Rockbadchild
Elite Member
I cannot imagine doing firewood by hand, that's a full time job on its own and yes the average household temperture has double since then. Also depending on the time period you would've seenYeah, I've heard a lot of conflicting opinions and conclusions on this. It's been documented in some places that the average household firewood usage in the 18th and 19th century was something like 30 - 40 cords of wood per year.
But it's also claimed in other sources that "comfort" is a modern concept, our forefathers really weren't as concerned with keeping their homes warm, as we are today. Often cited with this, is their wardrobe, the way they wore underclothes, then their clothes, then a vest, then a jacket... usually all outer layers being wool. Seems to make sense.
(And young readers may confuse "jacket" with "coat", we use them somewhat interchangeably today. They'd also don a coat atop all of this, to go outside.)
I suppose both could be true, as I strongly suspect they were burning green wood, based on so many accounts in literature of cutting wood only shortly before burning it. Burning wood before it's lost most of its water content, is basically throwing your hard work into boiling off the water in the wood, it takes a lot of energy to boil off a small amount of water... and green firewood can contain a lot of water.
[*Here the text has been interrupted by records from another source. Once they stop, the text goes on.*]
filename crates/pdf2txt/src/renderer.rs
use std::io::ErrorKind;
use std::path::{Path, PathBuf};
use std::process::{Command, Output};

use crate::prelude::*;

/// File name of the structured glyph dump inside the scratch directory.
const GLYPH_DUMP: &str = "glyphs.xml";

#[derive(Debug, Clone, clap::Args)]
pub struct RendererArgs {
    /// Ghostscript executable used to dump glyph positions
    #[clap(long = "gs", env = "PDF2TXT_GS", default_value = "gs")]
    pub program: String,
}

/// A located Ghostscript executable.
#[derive(Debug, Clone)]
pub struct Renderer {
    name: String,
    program: PathBuf,
}

impl Renderer {
    /// Resolve `name` on `PATH` (or as a path, if it contains a separator).
    pub fn locate(name: &str) -> Result<Self, Error> {
        let program = which::which(name).map_err(|_| Error::ToolUnavailable(name.to_string()))?;
        log::debug!("using renderer {}", program.display());
        Ok(Self {
            name: name.to_string(),
            program,
        })
    }

    /// The `txtwrite` invocation that writes per-glyph boxes to `out`.
    pub fn command(&self, pdf: &Path, out: &Path) -> Command {
        let mut cmd = Command::new(&self.program);
        cmd.args(["-dBATCH", "-dNOPAUSE", "-sDEVICE=txtwrite", "-dTextFormat=0"])
            .arg(f!("-sOutputFile={}", out.display()))
            .arg(pdf);
        cmd
    }

    /// Run the renderer on `pdf` and return its structured glyph output.
    ///
    /// The dump lives in a scratch directory that is removed when this
    /// returns, whether or not the renderer succeeded.
    pub fn render_glyphs(&self, pdf: &Path) -> Result<String> {
        let scratch = tempfile::tempdir().context("Failed to create a scratch directory")?;
        let dump = scratch.path().join(GLYPH_DUMP);

        let mut cmd = self.command(pdf, &dump);
        log::debug!("running {:?}", cmd);

        let output = match cmd.output() {
            Ok(output) => output,
            Err(e) if e.kind() == ErrorKind::NotFound => {
                return Err(Error::ToolUnavailable(self.name.clone()).into());
            }
            Err(e) => {
                return Err(e).with_context(|| f!("Failed to run renderer '{}'", self.name));
            }
        };

        if !output.status.success() {
            return Err(Error::ToolFailed(failure_message(&output)).into());
        }

        let bytes = std::fs::read(&dump)
            .with_context(|| f!("Renderer did not produce {}", dump.display()))?;

        Ok(pdftext::parser::glyphs::decode_lossy(&bytes))
    }
}

/// Pick the most useful diagnostic from a failed run: stderr, then stdout,
/// then the exit status itself.
fn failure_message(output: &Output) -> String {
    let stderr = String::from_utf8_lossy(&output.stderr);
    if !stderr.trim().is_empty() {
        return stderr.into_owned();
    }
    let stdout = String::from_utf8_lossy(&output.stdout);
    if !stdout.trim().is_empty() {
        return stdout.into_owned();
    }
    output.status.to_string()
}
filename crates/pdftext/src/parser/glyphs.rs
//! Glyph loading from the renderer's structured text output.
//!
//! Ghostscript's `txtwrite` device (with `-dTextFormat=0`) emits a bare
//! sequence of `<page>` elements, each holding `<span>`s of `<char>`s:
//!
//! ```text
//! <page>
//! <span bbox="72 86 146 97" font="Helvetica" size="11.0000">
//! <char bbox="72 86 78 97" c="H"/>
//! ...
//! ```
//!
//! The fragment has no single root, so it is wrapped in a `<document>`
//! element before parsing.

use crate::{Glyph, PdfError};

const ROOT_OPEN: &str = "<document>\n";
const ROOT_CLOSE: &str = "\n</document>";

/// Parse a structured glyph document into a flat list of [`Glyph`]s.
///
/// Pages are numbered by their position among the root's `<page>` children,
/// starting at 0. A `<char>` without a `c` value, or whose `bbox` is missing
/// or is not exactly four finite numbers, is skipped. Markup that is not
/// well-formed even after wrapping fails with [`PdfError::Xml`].
pub fn load_glyphs(raw: &str) -> Result<Vec<Glyph>, PdfError> {
    let wrapped = wrap_fragment(raw);
    let doc = roxmltree::Document::parse(&wrapped)?;

    let mut glyphs = Vec::new();
    let mut skipped = 0usize;

    for (page_idx, page) in child_elements(doc.root_element(), "page").enumerate() {
        for span in child_elements(page, "span") {
            for ch in child_elements(span, "char") {
                match glyph_from_char(page_idx, &ch) {
                    Some(glyph) => glyphs.push(glyph),
                    None => {
                        log::trace!(
                            "skipping char record on page {} (c={:?}, bbox={:?})",
                            page_idx,
                            ch.attribute("c"),
                            ch.attribute("bbox")
                        );
                        skipped += 1;
                    }
                }
            }
        }
    }

    log::debug!(
        "loaded {} glyphs ({} malformed records skipped)",
        glyphs.len(),
        skipped
    );

    Ok(glyphs)
}

/// Decode renderer output bytes, dropping anything that is not valid UTF-8.
pub fn decode_lossy(bytes: &[u8]) -> String {
    let mut text = String::with_capacity(bytes.len());
    for chunk in bytes.utf8_chunks() {
        text.push_str(chunk.valid());
    }
    text
}

/// Parse a `bbox` attribute into `(x0, y0, x1, y1)`.
pub fn parse_bbox(value: &str) -> Option<(f64, f64, f64, f64)> {
    let mut nums = value.split_whitespace().map(|v| v.parse::<f64>());
    let bbox = match (nums.next(), nums.next(), nums.next(), nums.next()) {
        (Some(Ok(x0)), Some(Ok(y0)), Some(Ok(x1)), Some(Ok(y1))) => (x0, y0, x1, y1),
        _ => return None,
    };
    if nums.next().is_some() {
        return None;
    }
    let (x0, y0, x1, y1) = bbox;
    if [x0, y0, x1, y1].iter().all(|v| v.is_finite()) {
        Some(bbox)
    } else {
        None
    }
}

fn glyph_from_char(page: usize, node: &roxmltree::Node) -> Option<Glyph> {
    let text = node.attribute("c").filter(|c| !c.is_empty())?;
    let (x0, y0, x1, _y1) = parse_bbox(node.attribute("bbox")?)?;
    Some(Glyph::new(page, y0, x0, x1, text))
}

fn child_elements<'a, 'input: 'a>(
    node: roxmltree::Node<'a, 'input>,
    name: &'static str,
) -> impl Iterator<Item = roxmltree::Node<'a, 'input>> {
    node.children()
        .filter(move |n| n.is_element() && n.tag_name().name() == name)
}

/// Wrap a root-less fragment, moving any leading XML declaration out of the
/// way so the wrapper stays the first element.
fn wrap_fragment(raw: &str) -> String {
    let body = raw.trim_start();
    let body = match body.strip_prefix("<?xml") {
        Some(rest) => rest.find("?>").map_or(body, |end| &rest[end + 2..]),
        None => body,
    };
    let mut wrapped = String::with_capacity(body.len() + ROOT_OPEN.len() + ROOT_CLOSE.len());
    wrapped.push_str(ROOT_OPEN);
    wrapped.push_str(body);
    wrapped.push_str(ROOT_CLOSE);
    wrapped
}
use pdftext::{Extraction, RenderedLine};

use crate::prelude::{println, *};
use crate::renderer::RendererArgs;
use crate::source::{glyph_extraction, InputArgs, LayoutArgs};

#[derive(Debug, clap::Parser)]
#[command(name = "lines")]
#[command(about = "Show the lines rebuilt from glyph positions, for tuning the layout options")]
pub struct App {
    #[clap(flatten)]
    input: InputArgs,

    /// Print JSON instead of a table
    #[clap(long)]
    json: bool,

    #[clap(flatten)]
    renderer: RendererArgs,

    #[clap(flatten)]
    layout: LayoutArgs,
}

/// Module entry point
pub fn run(app: App, _global: crate::Global) -> Result<()> {
    let pdf = app.input.resolve()?;

    let glyphs = match glyph_extraction(&pdf, &app.renderer)? {
        Extraction::Glyphs(glyphs) if !glyphs.is_empty() => glyphs,
        _ => return Err(pdftext::PdfError::NoGlyphs.into()),
    };

    let lines = pdftext::parser::layout::render_lines(glyphs, &app.layout.options());

    if app.json {
        println!("{}", serde_json::to_string_pretty(&lines)?);
    } else {
        lines_table(&lines).printstd();
    }

    Ok(())
}

fn lines_table(lines: &[RenderedLine]) -> prettytable::Table {
    let mut table = new_table();
    table.set_titles(prettytable::row!["PAGE", "Y", "TEXT"]);
    for line in lines {
        table.add_row(prettytable::row![line.page + 1, f!("{:.2}", line.y), line.text]);
    }
    table
}
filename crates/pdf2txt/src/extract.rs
use std::path::{Path, PathBuf};

use crate::prelude::{println, *};
use crate::renderer::RendererArgs;
use crate::source::{resolve_extraction, InputArgs, LayoutArgs, Mode};

#[derive(Debug, clap::Parser)]
#[command(name = "extract")]
#[command(about = "Convert a PDF into a normalized plain-text file")]
pub struct App {
    #[clap(flatten)]
    input: InputArgs,

    /// Destination text file (defaults to the input path with a .txt extension)
    #[clap(short, long, env = "PDF2TXT_OUTPUT")]
    output: Option<PathBuf>,

    /// Extraction path to use
    #[clap(long, env = "PDF2TXT_MODE", value_enum, default_value_t = Mode::Auto)]
    mode: Mode,

    #[clap(flatten)]
    renderer: RendererArgs,

    #[clap(flatten)]
    layout: LayoutArgs,
}

/// Module entry point
pub fn run(app: App, _global: crate::Global) -> Result<()> {
    let pdf = app.input.resolve()?;
    let out = output_path(&pdf, app.output.as_deref())?;

    let extraction = resolve_extraction(&pdf, app.mode, &app.renderer)?;
    let text = extraction
        .render(&app.layout.options())
        .context("Failed to rebuild text")?;

    write_output(&out, &text)?;
    println!("Wrote {} ({} characters).", out.display(), text.chars().count());

    Ok(())
}

/// Absolute destination path; never the input itself.
fn output_path(pdf: &Path, requested: Option<&Path>) -> Result<PathBuf> {
    let out = match requested {
        Some(path) => std::path::absolute(path)
            .with_context(|| f!("Cannot resolve {}", path.display()))?,
        None => pdf.with_extension("txt"),
    };
    if out == pdf {
        return Err(eyre!(
            "Output path {} would overwrite the input",
            out.display()
        ));
    }
    Ok(out)
}

fn write_output(out: &Path, text: &str) -> Result<()> {
    if let Some(parent) = out.parent() {
        std::fs::create_dir_all(parent)
            .with_context(|| f!("Failed to create {}", parent.display()))?;
    }
    std::fs::write(out, text).with_context(|| f!("Failed to write {}", out.display()))
}

#[cfg(test)]
mod tests {
    use super::*;

    #[test]
    fn test_default_output_replaces_extension() {
        let out = output_path(Path::new("/docs/resume.pdf"), None).unwrap();
        assert_eq!(out, PathBuf::from("/docs/resume.txt"));
    }

    #[test]
    fn test_explicit_output_is_absolute() {
        let out = output_path(Path::new("/docs/resume.pdf"), Some(Path::new("out/parsed.txt")))
            .unwrap();
        assert!(out.is_absolute());
        assert!(out.ends_with("out/parsed.txt"));
    }

    #[test]
    fn test_output_never_overwrites_input() {
        assert!(output_path(Path::new("/docs/notes.txt"), None).is_err());
        assert!(output_path(
            Path::new("/docs/resume.pdf"),
            Some(Path::new("/docs/resume.pdf"))
        )
        .is_err());
    }

    #[test]
    fn test_write_output_creates_parents() {
        let dir = tempfile::tempdir().unwrap();
        let out = dir.path().join("nested/deeper/parsed.txt");
        write_output(&out, "Hi You\n").unwrap();
        assert_eq!(std::fs::read_to_string(&out).unwrap(), "Hi You\n");
    }

    #[cfg(unix)]
    #[test]
    fn test_run_with_fake_renderer() {
        use std::os::unix::fs::PermissionsExt;

        let dir = tempfile::tempdir().unwrap();
        let script = dir.path().join("fake-gs");
        std::fs::write(
            &script,
            r#"#!/bin/sh
for arg in "$@"; do
  case "$arg" in -sOutputFile=*) out="${arg#-sOutputFile=}" ;; esac
done
cat > "$out" <<'XML'
<page>
<span>
<char bbox="0 100 5 110" c="H"/>
<char bbox="5 100 10 110" c="i"/>
<char bbox="30 100 35 110" c="Y"/>
<char bbox="35 100 40 110" c="o"/>
<char bbox="40 100 45 110" c="u"/>
</span>
</page>
XML
"#,
        )
        .unwrap();
        std::fs::set_permissions(&script, std::fs::Permissions::from_mode(0o755)).unwrap();

        let pdf = dir.path().join("doc.pdf");
        std::fs::write(&pdf, b"%PDF-1.4").unwrap();
        let out = dir.path().join("doc.txt");

        let app = App {
            input: InputArgs { input: pdf },
            output: None,
            mode: Mode::Glyphs,
            renderer: RendererArgs {
                program: script.to_string_lossy().into_owned(),
            },
            layout: LayoutArgs {
                line_tol: 2.0,
                space_factor: 0.2,
            },
        };
        run(app, crate::Global { verbose: false }).unwrap();

        assert_eq!(std::fs::read_to_string(&out).unwrap(), "Hi You\n");
    }

    #[cfg(unix)]
    #[test]
    fn test_run_without_glyphs_writes_nothing() {
        use std::os::unix::fs::PermissionsExt;

        let dir = tempfile::tempdir().unwrap();
        let script = dir.path().join("empty-gs");
        std::fs::write(
            &script,
            r#"#!/bin/sh
for arg in "$@"; do
  case "$arg" in -sOutputFile=*) out="${arg#-sOutputFile=}" ;; esac
done
printf '<page></page>\n' > "$out"
"#,
        )
        .unwrap();
        std::fs::set_permissions(&script, std::fs::Permissions::from_mode(0o755)).unwrap();

        let pdf = dir.path().join("doc.pdf");
        std::fs::write(&pdf, b"%PDF-1.4").unwrap();
        let out = dir.path().join("doc.txt");

        let app = App {
            input: InputArgs { input: pdf },
            output: None,
            mode: Mode::Glyphs,
            renderer: RendererArgs {
                program: script.to_string_lossy().into_owned(),
            },
            layout: LayoutArgs {
                line_tol: 2.0,
                space_factor: 0.2,
            },
        };
        let err = run(app, crate::Global { verbose: false }).unwrap_err();

        assert!(matches!(
            err.downcast_ref::<pdftext::PdfError>(),
            Some(pdftext::PdfError::NoGlyphs)
        ));
        assert!(!out.exists());
    }
}
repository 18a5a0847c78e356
pub use crate::error::Error;

pub use anstream::println;
pub use color_eyre::eyre::{eyre, Context, Result};
pub use std::format as f;

pub fn new_table() -> prettytable::Table {
    let mut table = prettytable::Table::new();

    let format = prettytable::format::FormatBuilder::new()
        .padding(1, 1)
        .build();

    table.set_format(format);

    table
}
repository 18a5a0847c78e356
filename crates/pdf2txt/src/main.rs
use crate::prelude::*;
use clap::Parser;

mod error;
mod extract;
mod lines;
mod prelude;
mod renderer;
mod source;

#[derive(Debug, clap::Parser)]
#[command(
    author,
    version,
    about,
    long_about = "Convert PDF documents into normalized, line-structured plain text"
)]
pub struct App {
    #[command(subcommand)]
    pub command: SubCommands,

    #[clap(flatten)]
    global: Global,
}

#[derive(Debug, Clone, clap::Args)]
pub struct Global {
    /// Log pipeline details to stderr (RUST_LOG takes precedence)
    #[clap(short, long, env = "PDF2TXT_VERBOSE", global = true, default_value = "false")]
    verbose: bool,
}

#[derive(Debug, clap::Parser)]
pub enum SubCommands {
    /// Convert a PDF into a normalized plain-text file
    Extract(crate::extract::App),

    /// Show the lines rebuilt from glyph positions
    Lines(crate::lines::App),
}

fn init_logger(verbose: bool) {
    let level = if verbose {
        log::LevelFilter::Debug
    } else {
        log::LevelFilter::Warn
    };
    env_logger::Builder::new()
        .filter_level(level)
        .parse_default_env()
        .init();
}

fn main() -> Result<()> {
    color_eyre::install()?;

    let app = App::parse();
    init_logger(app.global.verbose);

    match app.command {
        SubCommands::Extract(sub_app) => crate::extract::run(sub_app, app.global),
        SubCommands::Lines(sub_app) => crate::lines::run(sub_app, app.global),
    }
}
What bothers me most, no matter how much wood they actually consumed per year, is that they had to do all of it without a chainsaw. No matter how much wood you're burning, that really sucks.
My family has been in the same area for a little over 300 years, and some of the old tools that have been handed down from one generation to the next, have landed in my shop. Among them are one two-man saw, about 6 feet long, and another large one-man felling saw with holes at the tip of the blade for attaching a second helper handle. The teeth are aggressive, they'd probably cut pretty fast if re-sharpened, but the force required to push and pull one of them thru our large oak trees must have been enormous. If you were a homeowner without a few big sons, I can imagine you just got used to living cold, as the work to process enough wood to keep an old uninsulated stone house with single-pane windows warm, would have been out of the grasp of anyone over a certain age... particularly before the invention of anti-inflammatory medication.